Projekt Zukunft Ostsee

■ Die Ars Baltica im Künstlerhaus Bethanien und dem Kunstwerke e.V.

Nach Kiel und Riga ist Berlin die dritte Station einer Ausstellung nordeuropäischer Kunst, die bereits im Vorfeld Stoff für Diskussionen lieferte. In der vom schleswig-holsteinischen Ministerpräsidenten und designierten SPD- Kanzlerkandidaten Björn Engholm lancierten »Ars Baltica« werden Arbeiten von vierzehn KünstlerInnen aus zwölf verschiedenen Ländern rund um die Ostsee gezeigt. Als Vorbote der von Engholm avisierten »Zukunftsregion Ostsee« gedacht, ist die Ars Baltica Teil eines großangelegten Projektes, mit dessen Hilfe traditionelle Kulturzusammenhänge und der wirtschaftliche Aufschwung in Nordosteuropa neu belebt werden sollen.
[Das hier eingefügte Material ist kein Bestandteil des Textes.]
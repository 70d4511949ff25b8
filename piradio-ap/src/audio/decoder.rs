//! Segment decoder
//!
//! Turns one complete segment into PCM. MPEG-TS segments are demultiplexed
//! first (audio PIDs come from the PMT), then the elementary stream (ADTS
//! AAC or MPEG audio) is decoded with symphonia. Data that is not a
//! transport stream is handed to symphonia as-is.
//!
//! Output is always stereo at [`TARGET_SAMPLE_RATE`].

use crate::audio::resampler::{resample, TARGET_SAMPLE_RATE};
use crate::audio::types::{append_interleaved, PcmBuffer};
use crate::error::{Error, Result};
use mpeg2ts::ts::{ReadTsPacket, TsPacketReader, TsPayload};
use std::io::Cursor;
use symphonia::core::codecs::{DecoderOptions, CODEC_TYPE_NULL};
use symphonia::core::errors::Error as SymphoniaError;
use symphonia::core::formats::FormatOptions;
use symphonia::core::io::MediaSourceStream;
use symphonia::core::meta::MetadataOptions;
use symphonia::core::probe::Hint;
use tracing::{debug, warn};

const TS_PACKET_SIZE: usize = 188;
const TS_SYNC_BYTE: u8 = 0x47;

/// Media decoder for one complete segment at a time
pub trait SegmentDecoder {
    fn decode(&mut self, segment: &[u8]) -> Result<PcmBuffer>;
}

/// Elementary audio pulled out of a transport stream
#[derive(Debug)]
struct Elementary {
    data: Vec<u8>,
    /// Extension hint for the symphonia probe
    extension: &'static str,
}

/// symphonia-backed decoder for HLS segments
pub struct TsSegmentDecoder {
    target_rate: u32,
}

impl Default for TsSegmentDecoder {
    fn default() -> Self {
        Self::new()
    }
}

impl TsSegmentDecoder {
    pub fn new() -> Self {
        Self {
            target_rate: TARGET_SAMPLE_RATE,
        }
    }

    /// Decode raw elementary/container bytes with symphonia
    fn decode_with_symphonia(data: Vec<u8>, extension: Option<&str>) -> Result<PcmBuffer> {
        let mss = MediaSourceStream::new(Box::new(Cursor::new(data)), Default::default());

        let mut hint = Hint::new();
        if let Some(ext) = extension {
            hint.with_extension(ext);
        }

        let probed = symphonia::default::get_probe()
            .format(&hint, mss, &FormatOptions::default(), &MetadataOptions::default())
            .map_err(|e| Error::Decode(format!("Failed to probe segment: {}", e)))?;
        let mut format = probed.format;

        let track = format
            .tracks()
            .iter()
            .find(|t| t.codec_params.codec != CODEC_TYPE_NULL)
            .ok_or_else(|| Error::Decode("No audio track found".to_string()))?;
        let track_id = track.id;

        let mut decoder = symphonia::default::get_codecs()
            .make(&track.codec_params, &DecoderOptions::default())
            .map_err(|e| Error::Decode(format!("Failed to create decoder: {}", e)))?;

        let mut samples = Vec::new();
        let mut sample_rate = track.codec_params.sample_rate.unwrap_or(0);
        let mut channels = track
            .codec_params
            .channels
            .map(|c| c.count() as u16)
            .unwrap_or(0);

        loop {
            let packet = match format.next_packet() {
                Ok(packet) => packet,
                Err(SymphoniaError::IoError(ref e))
                    if e.kind() == std::io::ErrorKind::UnexpectedEof =>
                {
                    break;
                }
                Err(e) => {
                    warn!("Error reading packet: {}", e);
                    break;
                }
            };

            if packet.track_id() != track_id {
                continue;
            }

            match decoder.decode(&packet) {
                Ok(decoded) => {
                    let spec = append_interleaved(decoded, &mut samples);
                    sample_rate = spec.rate;
                    channels = spec.channels.count() as u16;
                }
                Err(SymphoniaError::DecodeError(e)) => {
                    // Corrupt frame; the rest of the segment may still decode
                    warn!("Decode error: {}", e);
                }
                Err(e) => {
                    return Err(Error::Decode(format!("Decoder failed: {}", e)));
                }
            }
        }

        if samples.is_empty() || sample_rate == 0 || channels == 0 {
            return Err(Error::Decode("Segment produced no audio".to_string()));
        }

        Ok(PcmBuffer::new(samples, sample_rate, channels))
    }
}

impl SegmentDecoder for TsSegmentDecoder {
    fn decode(&mut self, segment: &[u8]) -> Result<PcmBuffer> {
        let pcm = if looks_like_transport_stream(segment) {
            let elementary = demux_transport_stream(segment)?;
            debug!(
                "Demuxed {} bytes of {} audio from {} byte segment",
                elementary.data.len(),
                elementary.extension,
                segment.len()
            );
            Self::decode_with_symphonia(elementary.data, Some(elementary.extension))?
        } else {
            Self::decode_with_symphonia(segment.to_vec(), None)?
        };

        resample(pcm.to_stereo(), self.target_rate)
    }
}

/// TS sync byte at the start of the first two packets
fn looks_like_transport_stream(data: &[u8]) -> bool {
    match data.len() {
        0 => false,
        len if len > TS_PACKET_SIZE => {
            data[0] == TS_SYNC_BYTE && data[TS_PACKET_SIZE] == TS_SYNC_BYTE
        }
        _ => data[0] == TS_SYNC_BYTE,
    }
}

/// Probe hint for a PMT stream type, None for non-audio or unsupported
fn audio_extension(stream_type: u8) -> Option<&'static str> {
    match stream_type {
        // MPEG-1 / MPEG-2 audio
        0x03 | 0x04 => Some("mp3"),
        // AAC in ADTS framing
        0x0F => Some("aac"),
        _ => None,
    }
}

/// Extract the first audio elementary stream of a transport stream
fn demux_transport_stream(ts_data: &[u8]) -> Result<Elementary> {
    // First pass: audio PID from the PMT
    let mut audio: Option<(u16, &'static str)> = None;
    let mut reader = TsPacketReader::new(Cursor::new(ts_data));
    while audio.is_none() {
        match reader.read_ts_packet() {
            Ok(Some(packet)) => {
                if let Some(TsPayload::Pmt(pmt)) = packet.payload {
                    audio = pmt.es_info.iter().find_map(|es| {
                        audio_extension(es.stream_type as u8)
                            .map(|ext| (es.elementary_pid.as_u16(), ext))
                    });
                }
            }
            Ok(None) => break,
            Err(e) => {
                return Err(Error::Decode(format!("Invalid transport stream: {}", e)));
            }
        }
    }

    let (audio_pid, extension) =
        audio.ok_or_else(|| Error::Decode("No supported audio stream in segment".to_string()))?;

    // Second pass: payload of that PID
    let mut data = Vec::with_capacity(ts_data.len());
    let mut reader = TsPacketReader::new(Cursor::new(ts_data));
    loop {
        match reader.read_ts_packet() {
            Ok(Some(packet)) => {
                if packet.header.pid.as_u16() != audio_pid {
                    continue;
                }
                match packet.payload {
                    // Unit start: the PES header is already stripped
                    Some(TsPayload::Pes(pes)) => data.extend_from_slice(&pes.data),
                    Some(TsPayload::Raw(bytes)) => data.extend_from_slice(&bytes),
                    _ => {}
                }
            }
            Ok(None) => break,
            Err(e) => {
                // Truncated tail packet; keep what was read
                warn!("Stopped demuxing at malformed packet: {}", e);
                break;
            }
        }
    }

    if data.is_empty() {
        return Err(Error::Decode(format!("Audio PID {} carried no data", audio_pid)));
    }

    Ok(Elementary { data, extension })
}
//! Audio subsystem
//!
//! Decoding (symphonia, with MPEG-TS demuxing via mpeg2ts), resampling
//! (rubato) and device output (cpal + ringbuf).

pub mod decoder;
pub mod output;
pub mod resampler;
pub mod stream_decoder;
pub mod types;

pub use decoder::{SegmentDecoder, TsSegmentDecoder};
pub use output::{AudioSink, CpalSink};
pub use resampler::{resample, TARGET_SAMPLE_RATE};
pub use stream_decoder::{streaming_decoder, StreamEvent, StreamFeeder, StreamingDecoder};
pub use types::PcmBuffer;
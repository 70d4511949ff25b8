//! Live session loop
//!
//! Drives one radio stream from its root URL:
//!
//! ```text
//! ResolvingMaster → ResolvingSubPlaylist → SteadyPolling → Terminated
//!        └────────→ DirectStreaming (MP3) ─────────────────↗
//! ```
//!
//! Resolution errors are fatal. While polling, transient errors (see
//! [`Error::is_retryable`]) are logged and retried on the next tick; the
//! rest end the session. The audio sink is closed however the session ends.

use crate::audio::{streaming_decoder, AudioSink, SegmentDecoder};
use crate::classifier::{classify, ContentKind, StreamFormat};
use crate::error::{Error, Result};
use crate::http::{Fetched, Fetcher, Resource};
use crate::playlist::{parse_playlist, resolve_entry, Playlist};
use crate::scheduler::{SegmentScheduler, StreamStop};
use crate::scratch::Artifact;
use crate::sequence::SequenceTracker;
use futures::StreamExt;
use piradio_common::PlayerConfig;
use std::fmt;
use std::time::Duration;
use tokio::task::block_in_place;
use tokio_util::sync::CancellationToken;
use tracing::{debug, error, info, warn};

/// Singleton playlists followed while resolving
const MAX_REDIRECTS: usize = 1;

/// Loop settings
#[derive(Debug, Clone, Copy, PartialEq, Eq)]
pub struct SessionConfig {
    /// Sleep between polls that found nothing new
    pub poll_interval: Duration,
}

impl Default for SessionConfig {
    fn default() -> Self {
        Self {
            poll_interval: Duration::from_secs(4),
        }
    }
}

impl From<&PlayerConfig> for SessionConfig {
    fn from(config: &PlayerConfig) -> Self {
        Self {
            poll_interval: config.poll_interval(),
        }
    }
}

#[derive(Debug, Clone, Copy, PartialEq, Eq)]
pub enum SessionState {
    ResolvingMaster,
    ResolvingSubPlaylist,
    SteadyPolling,
    DirectStreaming,
    Terminated,
}

impl fmt::Display for SessionState {
    fn fmt(&self, f: &mut fmt::Formatter<'_>) -> fmt::Result {
        let name = match self {
            SessionState::ResolvingMaster => "RESOLVING_MASTER",
            SessionState::ResolvingSubPlaylist => "RESOLVING_SUBPLAYLIST",
            SessionState::SteadyPolling => "STEADY_POLLING",
            SessionState::DirectStreaming => "DIRECT_STREAMING",
            SessionState::Terminated => "TERMINATED",
        };
        f.write_str(name)
    }
}

/// State of one stream, owned by the loop
#[derive(Debug, Clone)]
pub struct Session {
    root_url: String,
    live_url: Option<String>,
    tracker: SequenceTracker,
    content_kind: Option<ContentKind>,
    state: SessionState,
}

impl Session {
    pub fn new(root_url: impl Into<String>) -> Self {
        Self {
            root_url: root_url.into(),
            live_url: None,
            tracker: SequenceTracker::new(),
            content_kind: None,
            state: SessionState::ResolvingMaster,
        }
    }

    pub fn root_url(&self) -> &str {
        &self.root_url
    }

    /// URL of the live sub-playlist, once resolved
    pub fn live_url(&self) -> Option<&str> {
        self.live_url.as_deref()
    }

    pub fn tracker(&self) -> &SequenceTracker {
        &self.tracker
    }

    /// Classification of the most recently resolved resource
    pub fn content_kind(&self) -> Option<ContentKind> {
        self.content_kind
    }

    pub fn state(&self) -> SessionState {
        self.state
    }
}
Was immer man von dem Auswahlprinzip Nationalität halten mag, der finnischen Kuratorin Maaretta Jaukkuri ist es mit feinem Gespür und unter bewußtem Verzicht auf eine einheitliche Linie gelungen, die grenzüberschreitende Vielfalt der künstlerischen Ansätze in den Vordergrund zu stellen. Die im Künstlerhaus Bethanien und den Räumlichkeiten des Kunstwerke e.V. veranstaltete Ausstellung ist Schauplatz der verschiedensten Arten von Malerei, Bildhauerei und Installationskunst.

Die in Berlin und auf den von der Nordsee umspülten Lofoten lebende Malerin Anne Kathrin Dolven zeigt zwei ihrer objekthaft konzipierten »weißen« Gemälde aus der Virgin- Serie. Entweder absichtlich hinter einer den Raum widerspiegelnden Glasscheibe versteckt oder ganz ohne Rahmen aufgehängt, liegen breite Bahnen weißer Farbe in einfachen geometrischen Konstellationen auf grauem Untergrund. In ihrer meditativen Ruhe wirken sie wie eine schweigsame Aufforderung, sich im genauen, begriffslosen Sehen zu üben.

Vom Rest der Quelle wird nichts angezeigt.